My visitors were restricted to my husband and one or two visits from my adult son and daughter. It was important to me to have my husband around for the melphalan and then return of the cells, and was nice to have some company for the first week after SCT. However after this, when at the most neutropenic (usually for a few days between days 7 and 12) I wouldn’t have cared less, I felt quite guilty that he was visiting and I just needed to sleep. I didn’t feel dramatically ill, just so tired. I welcomed having clean clothes and snacks being brought in, but I wasn’t much company. I hope your SCT goes well, for me it wasn’t nearly as bad as I feared, and someone in my support group recently sailed through without any diarrhoea or sickness whatsoever. We have to be warned about possible side effects, but most of us get through with fairly minor ones. But do take pads in case of diarrhoea!!
It’s not uncommon to need a nap during the day during early treatment, although your husband’s does sound excessive, if he is managing to sleep at night. (I needed sleeping tablets to sleep for the first 6 months after diagnosis, without which I would have slept on and off all day). It’s worth mentioning this to his myeloma nurse, if in any doubt always mention odd changes.
I have always felt more tired towards the end of 28 day cycles, and most energetic at the end of my week off medication.
If you can persuade your husband to go for a walk I suspect it would be good for you both. Keeping physically active is definitely a good thing with myeloma.
Although I didn’t have pain when I was diagnosed (I didn’t/don’t have bone lesions), one of my friends who has myeloma was in a wheelchair & in a lot of pain for 6 months after she was diagnosed. For the past 15 years she has regained her mobility, and has been able to lead a full and active life, walking, digging her allotment, driving long distances, frequently going on holiday. Perhaps not climbing, but certainly active.

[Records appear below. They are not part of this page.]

//! ヘッダーのトークンによる簡易認証

use async_trait::async_trait;
use log::warn;
use subtle::ConstantTimeEq;

use crate::common::{Interceptor, RequestContext, Response};
use crate::error::Error;

/// 認証済みトークンの属性キー（`String`）
pub const PRINCIPAL: &str = "handlerchain.principal";

/// 指定ヘッダーの値が期待するトークンと一致するか検査する
///
/// 一致しなければ401を書き込み、チェーンを中断する（エラーにはしない）。
#[derive(Debug, Clone)]
pub struct HeaderTokenInterceptor {
    header: String,
    token: String,
}

impl HeaderTokenInterceptor {
    pub fn new(header: impl Into<String>, token: impl Into<String>) -> Self {
        Self {
            header: header.into(),
            token: token.into(),
        }
    }

    /// 定数時間で比較する（長さが異なれば不一致）
    fn verify(&self, presented: &str) -> bool {
        self.token.as_bytes().ct_eq(presented.as_bytes()).into()
    }
}

#[async_trait]
impl Interceptor for HeaderTokenInterceptor {
    fn name(&self) -> &str {
        "header-token"
    }

    async fn pre_handle(&self, ctx: &mut RequestContext) -> Result<bool, Error> {
        let presented = ctx.request().header(&self.header).map(str::to_string);
        match presented {
            Some(token) if self.verify(&token) => {
                ctx.set(PRINCIPAL, token);
                Ok(true)
            }
            other => {
                warn!(
                    "Rejected {} {}: {} header {}",
                    ctx.request().method,
                    ctx.request().path,
                    self.header,
                    if other.is_some() { "mismatch" } else { "missing" }
                );
                ctx.set_response(
                    Response::unauthorized()
                        .with_header("WWW-Authenticate", format!("Token header=\"{}\"", self.header))
                        .text("Unauthorized"),
                );
                Ok(false)
            }
        }
    }
}
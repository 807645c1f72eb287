//! 環境変数ベースの設定

use std::env;
use std::time::Duration;
use log::warn;

/// リクエストボディ上限の既定値（5MB）
pub const DEFAULT_MAX_BODY_SIZE: usize = 5 * 1024 * 1024;

const ENV_MAX_BODY_SIZE: &str = "HANDLERCHAIN_MAX_BODY_SIZE";
const ENV_ASYNC_TIMEOUT_MS: &str = "HANDLERCHAIN_ASYNC_TIMEOUT_MS";
const ENV_EXPOSE_ERRORS: &str = "HANDLERCHAIN_EXPOSE_ERRORS";

/// ディスパッチャーの設定
#[derive(Debug, Clone, PartialEq, Eq)]
pub struct DispatcherConfig {
    /// リクエストボディの最大サイズ（バイト）
    pub max_body_size: usize,
    /// 遅延処理の待ち時間上限（`None` なら無制限）
    pub async_timeout: Option<Duration>,
    /// エラーレスポンスの本文にエラーメッセージを含めるか
    pub expose_error_details: bool,
}

impl Default for DispatcherConfig {
    fn default() -> Self {
        Self {
            max_body_size: DEFAULT_MAX_BODY_SIZE,
            async_timeout: None,
            expose_error_details: false,
        }
    }
}

impl DispatcherConfig {
    /// 環境変数から設定を読み込む
    ///
    /// 不正な値は警告を出して既定値にフォールバックする。
    pub fn from_env() -> Self {
        let defaults = Self::default();

        let max_body_size = read_env(ENV_MAX_BODY_SIZE)
            .and_then(|s| parse_or_warn::<usize>(ENV_MAX_BODY_SIZE, &s))
            .unwrap_or(defaults.max_body_size);

        // 0 は「タイムアウトなし」として扱う
        let async_timeout = read_env(ENV_ASYNC_TIMEOUT_MS)
            .and_then(|s| parse_or_warn::<u64>(ENV_ASYNC_TIMEOUT_MS, &s))
            .filter(|ms| *ms > 0)
            .map(Duration::from_millis);

        let expose_error_details = read_env(ENV_EXPOSE_ERRORS)
            .map(|s| parse_flag(&s))
            .unwrap_or(defaults.expose_error_details);

        Self {
            max_body_size,
            async_timeout,
            expose_error_details,
        }
    }

    pub fn with_max_body_size(mut self, bytes: usize) -> Self {
        self.max_body_size = bytes;
        self
    }

    pub fn with_async_timeout(mut self, timeout: Duration) -> Self {
        self.async_timeout = Some(timeout);
        self
    }

    pub fn with_error_details(mut self, expose: bool) -> Self {
        self.expose_error_details = expose;
        self
    }
}

fn read_env(key: &str) -> Option<String> {
    env::var(key).ok().map(|s| s.trim().to_string()).filter(|s| !s.is_empty())
}

fn parse_or_warn<T: std::str::FromStr>(key: &str, raw: &str) -> Option<T> {
    match raw.parse::<T>() {
        Ok(v) => Some(v),
        Err(_) => {
            warn!("Ignoring invalid value for {}: '{}'", key, raw);
            None
        }
    }
}

fn parse_flag(raw: &str) -> bool {
    matches!(raw.to_ascii_lowercase().as_str(), "1" | "true" | "yes" | "on")
}
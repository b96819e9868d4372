//! The relational store: `tracks`,
//! `playlists`, `playlist_items`, `ratings`, `play_stats`. The core only
//! reads from it once, at startup, to build the Feature Index, and writes
//! to it on explicit user rate/complete actions — everything else (catalog
//! browsing, playlist editing) is an external collaborator this module
//! calls out of scope.
//!
//! A thin `rusqlite::Connection` wrapper that creates its schema with
//! `CREATE TABLE IF NOT EXISTS` on open, no migration framework.

use std::path::Path;

use rusqlite::{params, Connection, OptionalExtension};

use latentradio_proto::track::{FeatureVector, Track};

pub struct Catalog {
    conn: Connection,
}

impl Catalog {
    pub fn open(path: &Path) -> rusqlite::Result<Self> {
        if let Some(parent) = path.parent() {
            let _ = std::fs::create_dir_all(parent);
        }
        let conn = Connection::open(path)?;
        let catalog = Self { conn };
        catalog.init_schema()?;
        Ok(catalog)
    }

    #[cfg(test)]
    pub fn open_in_memory() -> rusqlite::Result<Self> {
        let conn = Connection::open_in_memory()?;
        let catalog = Self { conn };
        catalog.init_schema()?;
        Ok(catalog)
    }

    fn init_schema(&self) -> rusqlite::Result<()> {
        self.conn.execute_batch(
            "CREATE TABLE IF NOT EXISTS tracks (
                id TEXT PRIMARY KEY,
                title TEXT NOT NULL,
                artist TEXT NOT NULL,
                album TEXT NOT NULL,
                year INTEGER,
                cover_url TEXT,
                duration_secs REAL NOT NULL,
                path TEXT NOT NULL,
                features_json TEXT NOT NULL
            );
            CREATE TABLE IF NOT EXISTS playlists (
                id TEXT PRIMARY KEY,
                name TEXT NOT NULL,
                created_at INTEGER NOT NULL
            );
            CREATE TABLE IF NOT EXISTS playlist_items (
                playlist_id TEXT NOT NULL,
                track_id TEXT NOT NULL,
                position INTEGER NOT NULL,
                FOREIGN KEY(playlist_id) REFERENCES playlists(id),
                FOREIGN KEY(track_id) REFERENCES tracks(id)
            );
            CREATE TABLE IF NOT EXISTS ratings (
                track_id TEXT PRIMARY KEY,
                score INTEGER NOT NULL,
                rated_at INTEGER NOT NULL,
                FOREIGN KEY(track_id) REFERENCES tracks(id)
            );
            CREATE TABLE IF NOT EXISTS play_stats (
                track_id TEXT PRIMARY KEY,
                play_count INTEGER NOT NULL DEFAULT 0,
                complete_count INTEGER NOT NULL DEFAULT 0,
                last_played_at INTEGER,
                FOREIGN KEY(track_id) REFERENCES tracks(id)
            );",
        )
    }

    /// Loads the full catalog into memory, `batch_size` rows at a time, for
    /// building the Feature Index at startup.
    pub fn load_tracks(&self, batch_size: usize) -> rusqlite::Result<Vec<Track>> {
        let mut tracks = Vec::new();
        let mut offset = 0usize;
        loop {
            let mut stmt = self.conn.prepare(
                "SELECT id, title, artist, album, year, cover_url, duration_secs, path, features_json
                 FROM tracks ORDER BY id LIMIT ?1 OFFSET ?2",
            )?;
            let rows = stmt.query_map(params![batch_size as i64, offset as i64], row_to_track)?;
            let mut fetched = 0;
            for row in rows {
                tracks.push(row?);
                fetched += 1;
            }
            if fetched < batch_size {
                break;
            }
            offset += batch_size;
        }
        Ok(tracks)
    }

    pub fn insert_track(&self, track: &Track) -> rusqlite::Result<()> {
        let features_json = serde_json::to_string(&track.features).unwrap_or_default();
        self.conn.execute(
            "INSERT OR REPLACE INTO tracks
                (id, title, artist, album, year, cover_url, duration_secs, path, features_json)
             VALUES (?1, ?2, ?3, ?4, ?5, ?6, ?7, ?8, ?9)",
            params![
                track.id,
                track.title,
                track.artist,
                track.album,
                track.year,
                track.cover_url,
                track.duration_secs,
                track.path.to_string_lossy(),
                features_json,
            ],
        )?;
        Ok(())
    }

    /// Records an explicit user rating (1-5). Called only from the
    /// `POST /session/...` rate action the client dispatches; never from
    /// inside the Session Engine itself.
    pub fn record_rating(&self, track_id: &str, score: i64, rated_at_unix: i64) -> rusqlite::Result<()> {
        self.conn.execute(
            "INSERT INTO ratings (track_id, score, rated_at) VALUES (?1, ?2, ?3)
             ON CONFLICT(track_id) DO UPDATE SET score = excluded.score, rated_at = excluded.rated_at",
            params![track_id, score, rated_at_unix],
        )?;
        Ok(())
    }

    /// Increments play stats when a track has been heard in full (driven by
    /// the mixer's `onTrackCommitted` callback reaching the *next*
    /// transition, i.e. the track genuinely finished).
    pub fn record_completion(&self, track_id: &str, completed_at_unix: i64) -> rusqlite::Result<()> {
        self.conn.execute(
            "INSERT INTO play_stats (track_id, play_count, complete_count, last_played_at)
             VALUES (?1, 1, 1, ?2)
             ON CONFLICT(track_id) DO UPDATE SET
                play_count = play_count + 1,
                complete_count = complete_count + 1,
                last_played_at = excluded.last_played_at",
            params![track_id, completed_at_unix],
        )?;
        Ok(())
    }

    pub fn fuzzy_search(&self, query: &str, limit: usize) -> rusqlite::Result<Vec<Track>> {
        let pattern = format!("%{}%", query.replace('%', "").replace('_', ""));
        let mut stmt = self.conn.prepare(
            "SELECT id, title, artist, album, year, cover_url, duration_secs, path, features_json
             FROM tracks
             WHERE title LIKE ?1 COLLATE NOCASE OR artist LIKE ?1 COLLATE NOCASE OR album LIKE ?1 COLLATE NOCASE
             ORDER BY title LIMIT ?2",
        )?;
        let rows = stmt.query_map(params![pattern, limit as i64], row_to_track)?;
        rows.collect()
    }

    pub fn get_track(&self, id: &str) -> rusqlite::Result<Option<Track>> {
        self.conn
            .query_row(
                "SELECT id, title, artist, album, year, cover_url, duration_secs, path, features_json
                 FROM tracks WHERE id = ?1",
                params![id],
                row_to_track,
            )
            .optional()
    }
}

fn row_to_track(row: &rusqlite::Row<'_>) -> rusqlite::Result<Track> {
    let features_json: String = row.get(8)?;
    let features: FeatureVector = serde_json::from_str(&features_json).unwrap_or_default();
    Ok(Track {
        id: row.get(0)?,
        title: row.get(1)?,
        artist: row.get(2)?,
        album: row.get(3)?,
        year: row.get(4)?,
        cover_url: row.get(5)?,
        duration_secs: row.get(6)?,
        path: std::path::PathBuf::from(row.get::<_, String>(7)?),
        features,
    })
}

Now I’m in remission I’d scarcely know that I have myeloma.
Hope your husband is soon feeling better.
I found a link on the main part of the website, have you found it yet?
Hi Worksopian and wonderment
Hopefully you’ll start feeling better rather than worse worksopian, although we get told of a long list of side effects, most of us only have one or two minor side effects,and a few have none at all. For me the most significant thing was that my life was taken over by hospital visits and travel to & from. The hospital teams are brilliant at sorting side effects quickly.
Wonderment, many people with myeloma do not start treatment instantly, some can be on ‘watch and wait’ for a long time, months or years. This is because it’s not a curable disease and unless the myeloma is causing damage to organs (is associated with high calcium, kidney damage, significant anaemia and/or bone damage) there is no evidence that immediate intervention is beneficial, and it can help drs to know how quickly a particular myeloma progresses. (This can vary enormously between patients)
This is a very stressful period, between myeloma being mentioned and actual diagnosis. I hope you have answers soon.